Excerpted records
_ _ _ _ _ _ _

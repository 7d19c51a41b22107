//! Activation functions.
//!
//! This module provides the fixed set of activation functions the model
//! factory accepts, as a single enum resolved by name. Softmax normalizes
//! over the last axis; every other function is element-wise.

use serde::{Deserialize, Serialize};

use crate::tensor::Tensor;

/// Threshold above which softplus returns its argument directly.
const SOFTPLUS_THRESHOLD: f32 = 20.0;

/// Activation function types supported by the model stack.
///
/// # Example
///
/// ```
/// use stockcast_layers::activation::Activation;
/// use stockcast_layers::tensor::Tensor;
///
/// let act = Activation::from_name("relu").unwrap();
/// let input = Tensor::from_data(&[2, 2], vec![-1.0, 0.0, 1.0, 2.0]);
/// let output = act.apply(&input);
/// assert_eq!(output.data(), &[0.0, 0.0, 1.0, 2.0]);
/// ```
#[derive(Debug, Clone, Copy, PartialEq, Eq, Serialize, Deserialize)]
pub enum Activation {
    /// Rectified Linear Unit: `max(0, x)`
    Relu,
    /// Sigmoid: `1 / (1 + exp(-x))`
    Sigmoid,
    /// Hyperbolic tangent
    Tanh,
    /// Softmax over the last axis
    Softmax,
    /// Exponential Linear Unit: `x` if `x > 0`, else `exp(x) - 1`
    Elu,
    /// Softsign: `x / (1 + |x|)`
    Softsign,
    /// Softplus: `ln(1 + exp(x))`
    Softplus,
    /// Exponential: `exp(x)`
    Exponential,
}

impl Default for Activation {
    fn default() -> Self {
        Self::Tanh
    }
}

impl Activation {
    /// Resolves an activation by its lowercase name.
    ///
    /// Returns `None` for names outside the fixed allow-list; the caller
    /// decides whether that is an error or falls back to a default.
    pub fn from_name(name: &str) -> Option<Self> {
        match name {
            "relu" => Some(Self::Relu),
            "sigmoid" => Some(Self::Sigmoid),
            "tanh" => Some(Self::Tanh),
            "softmax" => Some(Self::Softmax),
            "elu" => Some(Self::Elu),
            "softsign" => Some(Self::Softsign),
            "softplus" => Some(Self::Softplus),
            "exponential" => Some(Self::Exponential),
            _ => None,
        }
    }

    /// Returns the canonical name of the activation.
    pub fn name(&self) -> &'static str {
        match self {
            Self::Relu => "relu",
            Self::Sigmoid => "sigmoid",
            Self::Tanh => "tanh",
            Self::Softmax => "softmax",
            Self::Elu => "elu",
            Self::Softsign => "softsign",
            Self::Softplus => "softplus",
            Self::Exponential => "exponential",
        }
    }

    /// Applies the activation to a tensor.
    ///
    /// Softmax normalizes over the last axis; all other variants apply
    /// element-wise.
    pub fn apply(&self, input: &Tensor) -> Tensor {
        match self {
            Self::Relu => input.map(|x| x.max(0.0)),
            Self::Sigmoid => input.map(sigmoid),
            Self::Tanh => input.map(|x| x.tanh()),
            Self::Softmax => softmax_last_axis(input),
            Self::Elu => input.map(|x| if x > 0.0 { x } else { x.exp() - 1.0 }),
            Self::Softsign => input.map(|x| x / (1.0 + x.abs())),
            Self::Softplus => input.map(|x| {
                if x > SOFTPLUS_THRESHOLD {
                    x // For numerical stability
                } else {
                    (1.0 + x.exp()).ln()
                }
            }),
            Self::Exponential => input.map(|x| x.exp()),
        }
    }
}

#[inline]
fn sigmoid(x: f32) -> f32 {
    1.0 / (1.0 + (-x).exp())
}

/// Softmax over the last axis of a tensor, with the usual max-subtraction
/// for numerical stability.
fn softmax_last_axis(input: &Tensor) -> Tensor {
    let shape = input.shape();
    let dim = *shape.last().unwrap_or(&1);
    if dim == 0 {
        return input.clone();
    }
    let rows = input.numel() / dim;
    let mut result = vec![0.0; input.numel()];

    for i in 0..rows {
        let row = &input.data()[i * dim..(i + 1) * dim];

        let mut max_val = f32::NEG_INFINITY;
        for &x in row {
            max_val = max_val.max(x);
        }

        let mut sum = 0.0;
        for (j, &x) in row.iter().enumerate() {
            let exp_val = (x - max_val).exp();
            result[i * dim + j] = exp_val;
            sum += exp_val;
        }

        for j in 0..dim {
            result[i * dim + j] /= sum;
        }
    }

    Tensor::from_data(shape, result)
}

#[cfg(test)]
mod tests {
    use super::*;

    #[test]
    fn test_from_name_covers_allow_list() {
        for name in [
            "relu",
            "sigmoid",
            "tanh",
            "softmax",
            "elu",
            "softsign",
            "softplus",
            "exponential",
        ] {
            let act = Activation::from_name(name).unwrap();
            assert_eq!(act.name(), name);
        }
        assert!(Activation::from_name("bogus").is_none());
        assert!(Activation::from_name("ReLU").is_none()); // names are lowercase
    }

    #[test]
    fn test_relu() {
        let input = Tensor::from_data(&[2, 3], vec![-2.0, -1.0, 0.0, 1.0, 2.0, 3.0]);
        let output = Activation::Relu.apply(&input);
        assert_eq!(output.data(), &[0.0, 0.0, 0.0, 1.0, 2.0, 3.0]);
    }

    #[test]
    fn test_sigmoid_at_zero() {
        let output = Activation::Sigmoid.apply(&Tensor::zeros(&[2, 2]));
        for &val in output.data() {
            assert!((val - 0.5).abs() < 1e-6);
        }
    }

    #[test]
    fn test_tanh_at_zero() {
        let output = Activation::Tanh.apply(&Tensor::zeros(&[2, 2]));
        for &val in output.data() {
            assert!(val.abs() < 1e-6);
        }
    }

    #[test]
    fn test_elu() {
        let input = Tensor::from_data(&[1, 3], vec![-2.0, 0.0, 1.5]);
        let output = Activation::Elu.apply(&input);
        assert!((output.data()[0] - ((-2.0_f32).exp() - 1.0)).abs() < 1e-6);
        assert!(output.data()[1].abs() < 1e-6);
        assert!((output.data()[2] - 1.5).abs() < 1e-6);
    }

    #[test]
    fn test_softsign() {
        let input = Tensor::from_data(&[1, 2], vec![-3.0, 1.0]);
        let output = Activation::Softsign.apply(&input);
        assert!((output.data()[0] - (-0.75)).abs() < 1e-6);
        assert!((output.data()[1] - 0.5).abs() < 1e-6);
    }

    #[test]
    fn test_softplus() {
        let input = Tensor::from_data(&[1, 2], vec![0.0, 30.0]);
        let output = Activation::Softplus.apply(&input);
        // softplus(0) = ln(2)
        assert!((output.data()[0] - 0.693).abs() < 0.01);
        // Large inputs pass through
        assert!((output.data()[1] - 30.0).abs() < 0.01);
    }

    #[test]
    fn test_exponential() {
        let input = Tensor::from_data(&[1, 2], vec![0.0, 1.0]);
        let output = Activation::Exponential.apply(&input);
        assert!((output.data()[0] - 1.0).abs() < 1e-6);
        assert!((output.data()[1] - std::f32::consts::E).abs() < 1e-5);
    }

    #[test]
    fn test_softmax_rows_sum_to_one() {
        let input = Tensor::from_data(&[2, 3], vec![1.0, 2.0, 3.0, -1.0, 0.0, 1.0]);
        let output = Activation::Softmax.apply(&input);
        for i in 0..2 {
            let sum: f32 = output.data()[i * 3..(i + 1) * 3].iter().sum();
            assert!((sum - 1.0).abs() < 1e-6);
        }
        // Largest input gets the largest probability
        assert!(output.data()[2] > output.data()[1]);
    }

    #[test]
    fn test_softmax_numerical_stability() {
        let input = Tensor::from_data(&[1, 3], vec![1000.0, 1001.0, 1002.0]);
        let output = Activation::Softmax.apply(&input);
        let sum: f32 = output.data().iter().sum();
        assert!((sum - 1.0).abs() < 1e-6);
        for &val in output.data() {
            assert!((0.0..=1.0).contains(&val));
        }
    }
}
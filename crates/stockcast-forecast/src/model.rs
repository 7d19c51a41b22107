//! Sequential model assembly.
//!
//! A [`SequentialModel`] is an ordered stack of recurrent, dropout, and
//! dense layers built once per factory invocation. The forward pass threads
//! a `[batch, time, features]` window through the stack; the terminal
//! recurrent layer collapses the time axis and the dense head reduces to a
//! single predicted value per window.

use serde::{Deserialize, Serialize};
use stockcast_layers::{Dense, Dropout, Layer, LayerError, Recurrent, Tensor};

use crate::error::{ForecastError, ForecastResult};

/// The layer-type token selecting which recurrent cell the factory stacks.
#[derive(Debug, Clone, Copy, PartialEq, Eq, Serialize, Deserialize)]
pub enum LayerKind {
    /// Long Short-Term Memory
    Lstm,
    /// Gated Recurrent Unit
    Gru,
    /// Elman RNN
    SimpleRnn,
    /// Bidirectional LSTM wrapper
    Bidirectional,
}

impl LayerKind {
    /// Resolves a layer-type token by name.
    ///
    /// # Errors
    ///
    /// Returns [`ForecastError::UnknownLayerKind`] for tokens outside the
    /// supported set.
    ///
    /// # Example
    ///
    /// ```
    /// use stockcast_forecast::model::LayerKind;
    ///
    /// assert_eq!(LayerKind::from_name("LSTM").unwrap(), LayerKind::Lstm);
    /// assert!(LayerKind::from_name("Conv1D").is_err());
    /// ```
    pub fn from_name(name: &str) -> ForecastResult<Self> {
        match name {
            "LSTM" => Ok(Self::Lstm),
            "GRU" => Ok(Self::Gru),
            "SimpleRNN" => Ok(Self::SimpleRnn),
            "Bidirectional" => Ok(Self::Bidirectional),
            _ => Err(ForecastError::UnknownLayerKind {
                name: name.to_string(),
            }),
        }
    }

    /// Returns the canonical token for the layer kind.
    pub fn name(&self) -> &'static str {
        match self {
            Self::Lstm => "LSTM",
            Self::Gru => "GRU",
            Self::SimpleRnn => "SimpleRNN",
            Self::Bidirectional => "Bidirectional",
        }
    }
}

/// One layer in a sequential stack.
#[derive(Debug, Clone, Serialize, Deserialize)]
pub enum ModelLayer {
    /// A recurrent layer (LSTM / GRU / SimpleRNN / bidirectional LSTM)
    Recurrent(Recurrent),
    /// A dropout layer
    Dropout(Dropout),
    /// A dense layer
    Dense(Dense),
}

impl ModelLayer {
    fn forward(&self, input: &Tensor) -> Result<Tensor, LayerError> {
        match self {
            Self::Recurrent(layer) => layer.forward(input),
            Self::Dropout(layer) => layer.forward(input),
            Self::Dense(layer) => layer.forward(input),
        }
    }

    fn parameters_mut(&mut self) -> Vec<&mut Tensor> {
        match self {
            Self::Recurrent(layer) => layer.parameters_mut(),
            Self::Dropout(layer) => layer.parameters_mut(),
            Self::Dense(layer) => layer.parameters_mut(),
        }
    }

    fn set_training(&mut self, training: bool) {
        match self {
            Self::Recurrent(layer) => layer.set_training(training),
            Self::Dropout(layer) => layer.set_training(training),
            Self::Dense(layer) => layer.set_training(training),
        }
    }

    /// Returns the layer's display name.
    pub fn name(&self) -> &str {
        match self {
            Self::Recurrent(layer) => layer.name(),
            Self::Dropout(layer) => layer.name(),
            Self::Dense(layer) => layer.name(),
        }
    }
}

/// An ordered stack of layers built by the model factory.
#[derive(Debug, Clone, Serialize, Deserialize)]
pub struct SequentialModel {
    layers: Vec<ModelLayer>,
    training: bool,
}

impl SequentialModel {
    /// Creates a model from an ordered layer stack.
    pub fn new(layers: Vec<ModelLayer>) -> Self {
        Self {
            layers,
            training: true,
        }
    }

    /// Returns the ordered layer stack.
    pub fn layers(&self) -> &[ModelLayer] {
        &self.layers
    }

    /// Number of recurrent layers in the stack.
    pub fn recurrent_count(&self) -> usize {
        self.layers
            .iter()
            .filter(|l| matches!(l, ModelLayer::Recurrent(_)))
            .count()
    }

    /// Number of dropout layers in the stack.
    pub fn dropout_count(&self) -> usize {
        self.layers
            .iter()
            .filter(|l| matches!(l, ModelLayer::Dropout(_)))
            .count()
    }

    /// Number of dense layers in the stack.
    pub fn dense_count(&self) -> usize {
        self.layers
            .iter()
            .filter(|l| matches!(l, ModelLayer::Dense(_)))
            .count()
    }

    /// Runs a window batch through the stack.
    ///
    /// # Errors
    ///
    /// Propagates any [`LayerError`] from the stack unchanged.
    pub fn forward(&self, input: &Tensor) -> ForecastResult<Tensor> {
        let mut x = input.clone();
        for layer in &self.layers {
            x = layer.forward(&x)?;
        }
        Ok(x)
    }

    /// Convenience alias for the inference pass.
    pub fn predict(&self, input: &Tensor) -> ForecastResult<Tensor> {
        self.forward(input)
    }

    /// Sets the training mode on every layer (dropout toggles between mask
    /// and identity).
    pub fn set_training(&mut self, training: bool) {
        self.training = training;
        for layer in &mut self.layers {
            layer.set_training(training);
        }
    }

    /// Returns whether the model is in training mode.
    pub fn is_training(&self) -> bool {
        self.training
    }

    /// Mutable references to every parameter tensor in the stack, in layer
    /// order. Used by the trainer for perturbation and updates.
    pub fn parameters_mut(&mut self) -> Vec<&mut Tensor> {
        self.layers
            .iter_mut()
            .flat_map(|layer| layer.parameters_mut())
            .collect()
    }

    /// Total number of scalar parameters.
    pub fn parameter_count(&mut self) -> usize {
        self.parameters_mut().iter().map(|p| p.numel()).sum()
    }
}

_ _ _ _ _ _ _

Task statement
Count the lines in the listing above that contain the string "lowercase", and give only the count.

Exercise answer
2